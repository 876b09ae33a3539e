//! Demo endpoints served by the binary.

use axum::{extract::Path, http::StatusCode, response::IntoResponse, Json};
use serde_json::json;

pub async fn list_orders() -> impl IntoResponse {
    Json(json!({ "orders": [1, 2, 3] }))
}

pub async fn get_order(Path(id): Path<u64>) -> impl IntoResponse {
    Json(json!({ "id": id, "status": "shipped" }))
}

pub async fn create_order() -> impl IntoResponse {
    (StatusCode::CREATED, Json(json!({ "id": 4 })))
}

pub async fn fail() -> impl IntoResponse {
    (StatusCode::INTERNAL_SERVER_ERROR, "simulated failure")
}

Problem statement
When you reach the line that holds "by the binary.", please copy it and every line after it through the end of the listing, exactly and with no other lines.

Answer box
//! Demo endpoints served by the binary.

use axum::{extract::Path, http::StatusCode, response::IntoResponse, Json};
use serde_json::json;

pub async fn list_orders() -> impl IntoResponse {
    Json(json!({ "orders": [1, 2, 3] }))
}

pub async fn get_order(Path(id): Path<u64>) -> impl IntoResponse {
    Json(json!({ "id": id, "status": "shipped" }))
}

pub async fn create_order() -> impl IntoResponse {
    (StatusCode::CREATED, Json(json!({ "id": 4 })))
}

pub async fn fail() -> impl IntoResponse {
    (StatusCode::INTERNAL_SERVER_ERROR, "simulated failure")
}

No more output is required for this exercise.